Start of Block
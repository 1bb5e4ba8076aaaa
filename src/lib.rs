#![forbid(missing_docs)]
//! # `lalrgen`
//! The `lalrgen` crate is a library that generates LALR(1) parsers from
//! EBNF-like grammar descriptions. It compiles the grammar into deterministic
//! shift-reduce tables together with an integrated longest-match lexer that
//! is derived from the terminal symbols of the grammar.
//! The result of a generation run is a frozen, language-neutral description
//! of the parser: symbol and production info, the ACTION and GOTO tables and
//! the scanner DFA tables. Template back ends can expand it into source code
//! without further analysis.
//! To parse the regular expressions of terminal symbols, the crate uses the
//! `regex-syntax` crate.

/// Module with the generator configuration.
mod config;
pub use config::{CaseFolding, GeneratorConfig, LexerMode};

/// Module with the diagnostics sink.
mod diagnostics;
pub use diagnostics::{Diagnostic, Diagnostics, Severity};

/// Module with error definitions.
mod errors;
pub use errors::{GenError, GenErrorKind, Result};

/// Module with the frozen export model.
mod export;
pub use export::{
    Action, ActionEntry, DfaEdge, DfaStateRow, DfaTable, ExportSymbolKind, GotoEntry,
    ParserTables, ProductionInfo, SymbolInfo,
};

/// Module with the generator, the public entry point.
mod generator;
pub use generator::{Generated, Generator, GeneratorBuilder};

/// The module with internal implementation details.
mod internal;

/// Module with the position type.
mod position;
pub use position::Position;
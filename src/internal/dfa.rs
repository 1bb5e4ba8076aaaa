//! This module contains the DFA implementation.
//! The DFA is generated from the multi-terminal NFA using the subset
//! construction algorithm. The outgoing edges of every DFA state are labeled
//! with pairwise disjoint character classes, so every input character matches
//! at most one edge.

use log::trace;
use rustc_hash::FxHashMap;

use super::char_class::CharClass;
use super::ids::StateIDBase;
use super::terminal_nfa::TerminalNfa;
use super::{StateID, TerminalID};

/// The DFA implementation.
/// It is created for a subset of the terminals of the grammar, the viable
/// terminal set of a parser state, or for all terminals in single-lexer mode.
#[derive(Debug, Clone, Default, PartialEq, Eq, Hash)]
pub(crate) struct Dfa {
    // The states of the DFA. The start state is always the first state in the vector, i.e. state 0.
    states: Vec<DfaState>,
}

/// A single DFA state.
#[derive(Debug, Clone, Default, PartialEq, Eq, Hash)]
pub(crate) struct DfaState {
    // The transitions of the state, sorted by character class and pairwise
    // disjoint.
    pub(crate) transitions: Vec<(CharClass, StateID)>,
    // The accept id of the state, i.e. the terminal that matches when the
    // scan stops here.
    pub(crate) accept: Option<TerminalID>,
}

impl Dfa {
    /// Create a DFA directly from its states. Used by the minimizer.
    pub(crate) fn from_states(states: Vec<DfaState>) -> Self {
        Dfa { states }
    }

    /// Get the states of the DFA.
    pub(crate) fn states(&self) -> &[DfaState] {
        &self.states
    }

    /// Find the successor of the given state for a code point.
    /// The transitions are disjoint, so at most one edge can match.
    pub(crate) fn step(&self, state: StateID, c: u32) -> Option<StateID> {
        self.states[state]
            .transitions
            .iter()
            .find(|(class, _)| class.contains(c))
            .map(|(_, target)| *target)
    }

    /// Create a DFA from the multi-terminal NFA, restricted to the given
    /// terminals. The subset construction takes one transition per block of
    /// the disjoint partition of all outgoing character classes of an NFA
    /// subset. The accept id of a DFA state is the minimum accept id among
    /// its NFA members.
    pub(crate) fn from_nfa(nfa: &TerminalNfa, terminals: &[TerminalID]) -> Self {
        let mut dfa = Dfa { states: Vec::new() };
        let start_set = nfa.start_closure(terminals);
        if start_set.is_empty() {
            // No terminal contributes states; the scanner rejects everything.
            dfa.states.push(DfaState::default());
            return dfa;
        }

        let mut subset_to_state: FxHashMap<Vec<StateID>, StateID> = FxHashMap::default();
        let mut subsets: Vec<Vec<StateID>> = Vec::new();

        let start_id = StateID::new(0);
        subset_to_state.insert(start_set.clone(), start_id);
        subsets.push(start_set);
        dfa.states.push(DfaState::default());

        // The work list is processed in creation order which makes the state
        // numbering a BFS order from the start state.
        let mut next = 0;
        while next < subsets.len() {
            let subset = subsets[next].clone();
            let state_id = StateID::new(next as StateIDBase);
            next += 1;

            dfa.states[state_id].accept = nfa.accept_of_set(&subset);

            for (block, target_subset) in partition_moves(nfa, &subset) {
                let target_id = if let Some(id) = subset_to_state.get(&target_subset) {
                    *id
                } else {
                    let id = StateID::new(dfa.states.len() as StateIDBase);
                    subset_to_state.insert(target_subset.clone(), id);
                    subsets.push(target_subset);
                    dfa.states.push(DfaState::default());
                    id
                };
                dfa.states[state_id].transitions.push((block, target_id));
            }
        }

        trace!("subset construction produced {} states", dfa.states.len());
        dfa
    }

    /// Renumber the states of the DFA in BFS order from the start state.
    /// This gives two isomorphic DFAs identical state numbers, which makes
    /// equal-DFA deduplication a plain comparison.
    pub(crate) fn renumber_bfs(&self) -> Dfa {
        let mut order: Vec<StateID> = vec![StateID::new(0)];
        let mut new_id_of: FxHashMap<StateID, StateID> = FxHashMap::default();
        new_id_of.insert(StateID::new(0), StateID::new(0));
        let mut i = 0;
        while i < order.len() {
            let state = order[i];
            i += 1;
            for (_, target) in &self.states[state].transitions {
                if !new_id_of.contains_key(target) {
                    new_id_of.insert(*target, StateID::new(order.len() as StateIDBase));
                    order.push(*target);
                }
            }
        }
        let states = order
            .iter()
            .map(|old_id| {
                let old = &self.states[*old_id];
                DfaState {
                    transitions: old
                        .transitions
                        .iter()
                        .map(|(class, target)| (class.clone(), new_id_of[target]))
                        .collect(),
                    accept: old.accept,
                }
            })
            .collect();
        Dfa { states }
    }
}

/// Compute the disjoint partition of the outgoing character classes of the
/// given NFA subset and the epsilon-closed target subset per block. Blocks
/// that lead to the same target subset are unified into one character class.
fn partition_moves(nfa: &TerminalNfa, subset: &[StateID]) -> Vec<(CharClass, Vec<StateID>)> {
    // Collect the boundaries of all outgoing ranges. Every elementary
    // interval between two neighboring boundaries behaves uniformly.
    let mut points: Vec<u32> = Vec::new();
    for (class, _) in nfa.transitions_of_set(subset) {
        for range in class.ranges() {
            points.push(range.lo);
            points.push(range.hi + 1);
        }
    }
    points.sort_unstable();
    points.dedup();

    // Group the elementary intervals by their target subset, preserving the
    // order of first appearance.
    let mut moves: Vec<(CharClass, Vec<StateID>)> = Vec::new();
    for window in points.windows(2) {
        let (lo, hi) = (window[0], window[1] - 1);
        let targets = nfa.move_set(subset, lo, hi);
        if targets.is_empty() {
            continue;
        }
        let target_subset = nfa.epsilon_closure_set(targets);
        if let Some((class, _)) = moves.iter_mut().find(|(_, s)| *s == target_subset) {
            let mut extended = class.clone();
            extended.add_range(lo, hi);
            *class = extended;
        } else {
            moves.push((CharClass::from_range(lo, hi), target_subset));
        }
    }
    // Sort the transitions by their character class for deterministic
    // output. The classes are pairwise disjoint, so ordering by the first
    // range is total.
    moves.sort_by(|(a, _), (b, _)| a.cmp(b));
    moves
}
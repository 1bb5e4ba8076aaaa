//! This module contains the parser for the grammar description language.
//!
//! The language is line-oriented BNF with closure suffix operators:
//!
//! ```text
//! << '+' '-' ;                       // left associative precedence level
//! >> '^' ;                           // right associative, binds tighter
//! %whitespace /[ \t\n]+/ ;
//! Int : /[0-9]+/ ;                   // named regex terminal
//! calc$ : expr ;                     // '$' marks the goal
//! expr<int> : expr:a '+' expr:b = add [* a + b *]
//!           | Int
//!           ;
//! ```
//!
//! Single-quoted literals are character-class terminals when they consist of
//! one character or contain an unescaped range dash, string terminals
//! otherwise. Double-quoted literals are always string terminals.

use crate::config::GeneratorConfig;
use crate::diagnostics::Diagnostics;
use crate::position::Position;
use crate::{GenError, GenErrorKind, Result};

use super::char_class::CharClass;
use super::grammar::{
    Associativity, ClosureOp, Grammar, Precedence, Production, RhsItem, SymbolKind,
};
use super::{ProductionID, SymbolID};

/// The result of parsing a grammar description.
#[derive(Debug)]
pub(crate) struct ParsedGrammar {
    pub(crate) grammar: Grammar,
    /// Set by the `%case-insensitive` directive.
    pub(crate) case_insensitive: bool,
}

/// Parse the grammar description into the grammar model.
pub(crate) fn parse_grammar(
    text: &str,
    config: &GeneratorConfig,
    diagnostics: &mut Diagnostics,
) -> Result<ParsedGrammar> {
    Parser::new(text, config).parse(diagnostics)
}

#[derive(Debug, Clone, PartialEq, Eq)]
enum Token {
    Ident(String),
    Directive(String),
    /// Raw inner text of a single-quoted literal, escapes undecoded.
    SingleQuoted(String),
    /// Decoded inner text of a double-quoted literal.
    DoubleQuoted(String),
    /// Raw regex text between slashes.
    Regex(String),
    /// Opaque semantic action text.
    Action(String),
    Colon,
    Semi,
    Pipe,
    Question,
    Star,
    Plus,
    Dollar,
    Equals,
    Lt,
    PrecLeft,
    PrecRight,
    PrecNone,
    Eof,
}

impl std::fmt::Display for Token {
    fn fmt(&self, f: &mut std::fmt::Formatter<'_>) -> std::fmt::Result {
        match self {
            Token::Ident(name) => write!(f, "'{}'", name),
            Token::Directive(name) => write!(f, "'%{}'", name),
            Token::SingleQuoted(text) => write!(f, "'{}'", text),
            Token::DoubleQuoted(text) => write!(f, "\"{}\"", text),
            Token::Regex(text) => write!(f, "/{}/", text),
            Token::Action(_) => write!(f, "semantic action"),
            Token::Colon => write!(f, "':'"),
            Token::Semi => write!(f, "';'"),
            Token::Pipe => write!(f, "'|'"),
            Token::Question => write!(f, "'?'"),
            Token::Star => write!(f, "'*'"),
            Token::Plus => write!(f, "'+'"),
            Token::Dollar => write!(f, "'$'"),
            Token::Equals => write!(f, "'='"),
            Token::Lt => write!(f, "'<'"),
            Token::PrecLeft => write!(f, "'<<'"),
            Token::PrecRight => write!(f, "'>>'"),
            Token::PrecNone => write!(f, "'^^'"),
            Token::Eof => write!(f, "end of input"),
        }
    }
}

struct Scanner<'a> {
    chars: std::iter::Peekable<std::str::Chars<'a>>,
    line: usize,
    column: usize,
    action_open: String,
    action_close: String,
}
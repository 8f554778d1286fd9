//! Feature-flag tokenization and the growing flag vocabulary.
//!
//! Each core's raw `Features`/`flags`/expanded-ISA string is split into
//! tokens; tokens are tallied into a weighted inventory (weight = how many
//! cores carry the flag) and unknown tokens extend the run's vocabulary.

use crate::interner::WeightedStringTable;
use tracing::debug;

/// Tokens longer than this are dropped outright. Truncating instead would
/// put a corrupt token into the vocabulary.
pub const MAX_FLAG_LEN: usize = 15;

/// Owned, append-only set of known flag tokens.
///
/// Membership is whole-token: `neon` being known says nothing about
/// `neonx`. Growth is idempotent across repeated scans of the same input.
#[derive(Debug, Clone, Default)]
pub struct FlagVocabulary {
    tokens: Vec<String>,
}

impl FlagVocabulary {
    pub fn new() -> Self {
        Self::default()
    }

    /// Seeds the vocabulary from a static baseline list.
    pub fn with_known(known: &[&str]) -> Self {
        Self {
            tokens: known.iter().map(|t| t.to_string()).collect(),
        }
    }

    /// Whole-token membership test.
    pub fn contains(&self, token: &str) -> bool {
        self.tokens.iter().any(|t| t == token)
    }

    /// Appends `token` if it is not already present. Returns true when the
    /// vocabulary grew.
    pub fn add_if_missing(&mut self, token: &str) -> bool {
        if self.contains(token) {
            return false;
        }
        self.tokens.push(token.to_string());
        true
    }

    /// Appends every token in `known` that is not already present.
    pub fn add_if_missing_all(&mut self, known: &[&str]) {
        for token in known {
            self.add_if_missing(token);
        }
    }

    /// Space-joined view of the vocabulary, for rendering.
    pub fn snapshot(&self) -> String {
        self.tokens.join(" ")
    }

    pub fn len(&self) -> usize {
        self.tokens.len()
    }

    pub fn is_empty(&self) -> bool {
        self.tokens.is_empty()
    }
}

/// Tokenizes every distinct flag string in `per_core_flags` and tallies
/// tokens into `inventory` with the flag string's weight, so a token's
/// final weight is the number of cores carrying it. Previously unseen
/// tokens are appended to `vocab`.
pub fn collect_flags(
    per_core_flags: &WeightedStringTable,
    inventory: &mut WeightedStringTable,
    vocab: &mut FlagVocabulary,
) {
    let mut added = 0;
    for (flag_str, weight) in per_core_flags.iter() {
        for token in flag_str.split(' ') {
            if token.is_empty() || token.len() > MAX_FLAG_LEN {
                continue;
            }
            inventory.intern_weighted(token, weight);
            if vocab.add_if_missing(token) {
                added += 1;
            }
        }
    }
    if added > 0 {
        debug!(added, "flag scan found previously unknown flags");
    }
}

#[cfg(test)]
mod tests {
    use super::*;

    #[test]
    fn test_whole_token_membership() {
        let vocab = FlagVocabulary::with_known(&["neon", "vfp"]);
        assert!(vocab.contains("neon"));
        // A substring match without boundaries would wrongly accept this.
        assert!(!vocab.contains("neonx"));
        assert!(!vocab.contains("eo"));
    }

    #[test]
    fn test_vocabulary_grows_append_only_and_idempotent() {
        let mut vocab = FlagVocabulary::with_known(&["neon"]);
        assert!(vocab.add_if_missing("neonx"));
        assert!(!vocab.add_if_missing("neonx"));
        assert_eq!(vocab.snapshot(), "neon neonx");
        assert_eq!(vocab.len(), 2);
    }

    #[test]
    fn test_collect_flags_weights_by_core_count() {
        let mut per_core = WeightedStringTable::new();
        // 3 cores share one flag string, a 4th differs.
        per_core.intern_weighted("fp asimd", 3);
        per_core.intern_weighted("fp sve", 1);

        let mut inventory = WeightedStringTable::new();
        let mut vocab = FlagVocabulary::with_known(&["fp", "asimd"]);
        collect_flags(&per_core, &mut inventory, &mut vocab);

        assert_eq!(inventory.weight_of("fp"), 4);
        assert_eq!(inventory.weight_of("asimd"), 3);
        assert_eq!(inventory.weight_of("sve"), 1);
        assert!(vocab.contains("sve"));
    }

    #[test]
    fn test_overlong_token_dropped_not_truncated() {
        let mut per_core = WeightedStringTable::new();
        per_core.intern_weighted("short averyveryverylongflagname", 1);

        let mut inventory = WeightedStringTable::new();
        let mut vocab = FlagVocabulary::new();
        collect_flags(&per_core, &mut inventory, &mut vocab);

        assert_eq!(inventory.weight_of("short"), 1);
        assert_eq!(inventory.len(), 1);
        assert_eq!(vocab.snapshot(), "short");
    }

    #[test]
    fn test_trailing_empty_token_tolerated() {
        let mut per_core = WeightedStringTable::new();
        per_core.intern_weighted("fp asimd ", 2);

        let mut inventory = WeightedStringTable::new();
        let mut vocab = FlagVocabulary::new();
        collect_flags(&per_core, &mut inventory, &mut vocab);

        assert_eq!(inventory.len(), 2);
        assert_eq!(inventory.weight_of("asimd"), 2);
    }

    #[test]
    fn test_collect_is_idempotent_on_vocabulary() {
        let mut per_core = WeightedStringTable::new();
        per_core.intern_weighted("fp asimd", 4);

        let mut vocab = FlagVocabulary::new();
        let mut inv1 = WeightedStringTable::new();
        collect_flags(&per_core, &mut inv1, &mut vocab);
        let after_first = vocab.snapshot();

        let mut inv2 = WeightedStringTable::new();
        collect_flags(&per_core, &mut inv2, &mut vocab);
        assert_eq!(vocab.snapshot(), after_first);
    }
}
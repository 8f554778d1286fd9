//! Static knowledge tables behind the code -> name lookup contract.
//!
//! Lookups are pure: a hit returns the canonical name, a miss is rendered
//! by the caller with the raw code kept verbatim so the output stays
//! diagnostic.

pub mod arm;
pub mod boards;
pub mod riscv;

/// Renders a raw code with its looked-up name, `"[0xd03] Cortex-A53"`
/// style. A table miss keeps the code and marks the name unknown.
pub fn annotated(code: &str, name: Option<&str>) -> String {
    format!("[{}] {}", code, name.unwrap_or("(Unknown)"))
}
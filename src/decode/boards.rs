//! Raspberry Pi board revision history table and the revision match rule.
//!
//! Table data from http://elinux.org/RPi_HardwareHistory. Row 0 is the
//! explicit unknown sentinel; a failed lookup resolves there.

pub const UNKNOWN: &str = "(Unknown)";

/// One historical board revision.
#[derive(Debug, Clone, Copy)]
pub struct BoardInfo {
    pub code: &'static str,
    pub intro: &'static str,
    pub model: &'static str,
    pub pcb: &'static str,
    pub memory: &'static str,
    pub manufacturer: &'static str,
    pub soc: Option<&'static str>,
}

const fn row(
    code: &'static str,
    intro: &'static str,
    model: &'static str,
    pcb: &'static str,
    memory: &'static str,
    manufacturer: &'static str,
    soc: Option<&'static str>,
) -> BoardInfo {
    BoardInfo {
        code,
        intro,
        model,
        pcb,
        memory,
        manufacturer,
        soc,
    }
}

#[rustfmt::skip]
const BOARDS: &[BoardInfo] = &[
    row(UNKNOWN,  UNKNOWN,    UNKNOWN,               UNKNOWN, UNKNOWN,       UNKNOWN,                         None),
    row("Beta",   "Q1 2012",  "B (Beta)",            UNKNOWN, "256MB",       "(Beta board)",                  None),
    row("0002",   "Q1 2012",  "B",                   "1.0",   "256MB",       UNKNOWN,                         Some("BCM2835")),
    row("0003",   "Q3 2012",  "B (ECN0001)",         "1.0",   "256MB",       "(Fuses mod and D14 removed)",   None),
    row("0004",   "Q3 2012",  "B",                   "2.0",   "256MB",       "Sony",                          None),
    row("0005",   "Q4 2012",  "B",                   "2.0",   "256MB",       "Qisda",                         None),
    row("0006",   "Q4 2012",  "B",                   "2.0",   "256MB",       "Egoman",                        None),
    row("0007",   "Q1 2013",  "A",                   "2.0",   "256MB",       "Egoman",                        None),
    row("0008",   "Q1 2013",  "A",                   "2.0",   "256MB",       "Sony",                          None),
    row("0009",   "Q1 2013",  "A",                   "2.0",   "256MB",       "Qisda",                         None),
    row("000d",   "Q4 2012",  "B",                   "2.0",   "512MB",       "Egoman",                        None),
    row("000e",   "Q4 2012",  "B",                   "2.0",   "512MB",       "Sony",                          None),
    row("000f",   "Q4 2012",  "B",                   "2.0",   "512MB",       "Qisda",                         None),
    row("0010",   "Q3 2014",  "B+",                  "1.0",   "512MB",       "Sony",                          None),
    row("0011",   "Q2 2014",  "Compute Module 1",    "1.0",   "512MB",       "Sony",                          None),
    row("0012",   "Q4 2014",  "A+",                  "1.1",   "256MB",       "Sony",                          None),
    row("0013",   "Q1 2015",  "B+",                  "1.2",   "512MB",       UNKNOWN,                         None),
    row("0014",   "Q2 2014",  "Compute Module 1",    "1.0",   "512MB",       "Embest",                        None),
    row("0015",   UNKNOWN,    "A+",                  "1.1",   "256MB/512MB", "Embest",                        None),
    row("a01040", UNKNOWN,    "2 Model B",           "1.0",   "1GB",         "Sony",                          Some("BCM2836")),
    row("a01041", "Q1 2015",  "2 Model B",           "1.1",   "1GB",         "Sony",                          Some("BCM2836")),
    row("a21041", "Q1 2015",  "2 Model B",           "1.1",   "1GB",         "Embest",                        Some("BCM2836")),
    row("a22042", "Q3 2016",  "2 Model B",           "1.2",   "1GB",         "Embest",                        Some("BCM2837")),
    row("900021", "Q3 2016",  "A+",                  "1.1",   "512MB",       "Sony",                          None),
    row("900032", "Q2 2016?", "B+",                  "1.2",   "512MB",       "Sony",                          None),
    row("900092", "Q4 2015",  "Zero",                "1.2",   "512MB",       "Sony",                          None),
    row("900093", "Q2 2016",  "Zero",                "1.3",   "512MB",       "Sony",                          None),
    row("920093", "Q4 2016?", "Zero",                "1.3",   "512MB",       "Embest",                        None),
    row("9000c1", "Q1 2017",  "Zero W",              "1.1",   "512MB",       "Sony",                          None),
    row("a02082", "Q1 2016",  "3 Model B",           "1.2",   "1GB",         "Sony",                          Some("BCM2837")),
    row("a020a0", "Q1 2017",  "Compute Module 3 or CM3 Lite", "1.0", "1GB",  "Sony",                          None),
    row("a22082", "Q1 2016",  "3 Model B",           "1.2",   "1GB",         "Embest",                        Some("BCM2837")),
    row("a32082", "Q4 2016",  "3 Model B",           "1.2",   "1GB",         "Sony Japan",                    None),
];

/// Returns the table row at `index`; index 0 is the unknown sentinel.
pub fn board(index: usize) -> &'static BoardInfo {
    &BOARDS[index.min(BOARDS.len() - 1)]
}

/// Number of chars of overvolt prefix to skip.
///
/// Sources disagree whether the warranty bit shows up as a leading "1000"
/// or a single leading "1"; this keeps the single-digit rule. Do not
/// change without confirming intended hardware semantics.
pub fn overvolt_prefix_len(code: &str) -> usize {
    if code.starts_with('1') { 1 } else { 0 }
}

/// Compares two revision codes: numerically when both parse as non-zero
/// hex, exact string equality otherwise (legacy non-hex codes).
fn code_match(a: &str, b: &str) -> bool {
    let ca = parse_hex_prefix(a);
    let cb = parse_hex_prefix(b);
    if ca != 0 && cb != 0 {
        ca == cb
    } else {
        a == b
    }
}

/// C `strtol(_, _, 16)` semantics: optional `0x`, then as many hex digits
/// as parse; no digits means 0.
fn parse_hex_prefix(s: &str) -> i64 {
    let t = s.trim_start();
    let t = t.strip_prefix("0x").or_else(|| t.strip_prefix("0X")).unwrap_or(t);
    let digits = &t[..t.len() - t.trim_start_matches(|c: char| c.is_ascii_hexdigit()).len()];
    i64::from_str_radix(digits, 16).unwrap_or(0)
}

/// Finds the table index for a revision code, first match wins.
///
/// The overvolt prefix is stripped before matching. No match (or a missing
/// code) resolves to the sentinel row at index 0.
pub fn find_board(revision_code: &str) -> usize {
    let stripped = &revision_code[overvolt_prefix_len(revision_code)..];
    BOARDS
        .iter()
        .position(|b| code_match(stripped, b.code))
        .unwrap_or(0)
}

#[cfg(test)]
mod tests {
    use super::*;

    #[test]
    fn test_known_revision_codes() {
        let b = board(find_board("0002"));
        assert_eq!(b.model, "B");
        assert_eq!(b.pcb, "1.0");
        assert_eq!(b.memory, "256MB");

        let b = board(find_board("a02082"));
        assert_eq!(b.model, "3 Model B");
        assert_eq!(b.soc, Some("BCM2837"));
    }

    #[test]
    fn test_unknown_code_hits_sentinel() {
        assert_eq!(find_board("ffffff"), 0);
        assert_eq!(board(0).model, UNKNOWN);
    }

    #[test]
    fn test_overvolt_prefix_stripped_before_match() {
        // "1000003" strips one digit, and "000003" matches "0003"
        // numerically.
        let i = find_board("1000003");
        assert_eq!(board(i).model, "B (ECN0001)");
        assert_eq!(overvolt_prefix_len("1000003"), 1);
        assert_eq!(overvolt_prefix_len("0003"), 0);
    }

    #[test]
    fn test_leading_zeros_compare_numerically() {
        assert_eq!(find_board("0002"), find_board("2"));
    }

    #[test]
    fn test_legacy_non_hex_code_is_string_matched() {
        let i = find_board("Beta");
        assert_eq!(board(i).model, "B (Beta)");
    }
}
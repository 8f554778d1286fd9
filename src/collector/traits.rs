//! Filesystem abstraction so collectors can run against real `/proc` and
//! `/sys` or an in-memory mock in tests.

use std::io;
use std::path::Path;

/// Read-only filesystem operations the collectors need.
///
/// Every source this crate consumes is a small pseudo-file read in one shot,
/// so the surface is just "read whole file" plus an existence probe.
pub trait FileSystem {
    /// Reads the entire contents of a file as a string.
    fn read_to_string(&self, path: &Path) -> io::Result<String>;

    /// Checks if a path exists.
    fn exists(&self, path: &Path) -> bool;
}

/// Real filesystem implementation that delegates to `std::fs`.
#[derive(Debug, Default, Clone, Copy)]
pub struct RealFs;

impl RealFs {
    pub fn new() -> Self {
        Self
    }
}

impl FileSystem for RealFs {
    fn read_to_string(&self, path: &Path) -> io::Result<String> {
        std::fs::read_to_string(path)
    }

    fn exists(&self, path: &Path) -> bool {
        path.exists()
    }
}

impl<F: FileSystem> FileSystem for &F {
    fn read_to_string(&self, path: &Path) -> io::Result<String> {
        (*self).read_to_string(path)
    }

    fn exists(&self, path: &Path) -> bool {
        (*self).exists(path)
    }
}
End of Block
Could you reproduce, exactly, every line above from the line with "terminals: &[TerminalID]) ->" to the line with "scanner rejects everything.", and no other line? Both ends count.

    pub(crate) fn from_nfa(nfa: &TerminalNfa, terminals: &[TerminalID]) -> Self {
        let mut dfa = Dfa { states: Vec::new() };
        let start_set = nfa.start_closure(terminals);
        if start_set.is_empty() {
            // No terminal contributes states; the scanner rejects everything.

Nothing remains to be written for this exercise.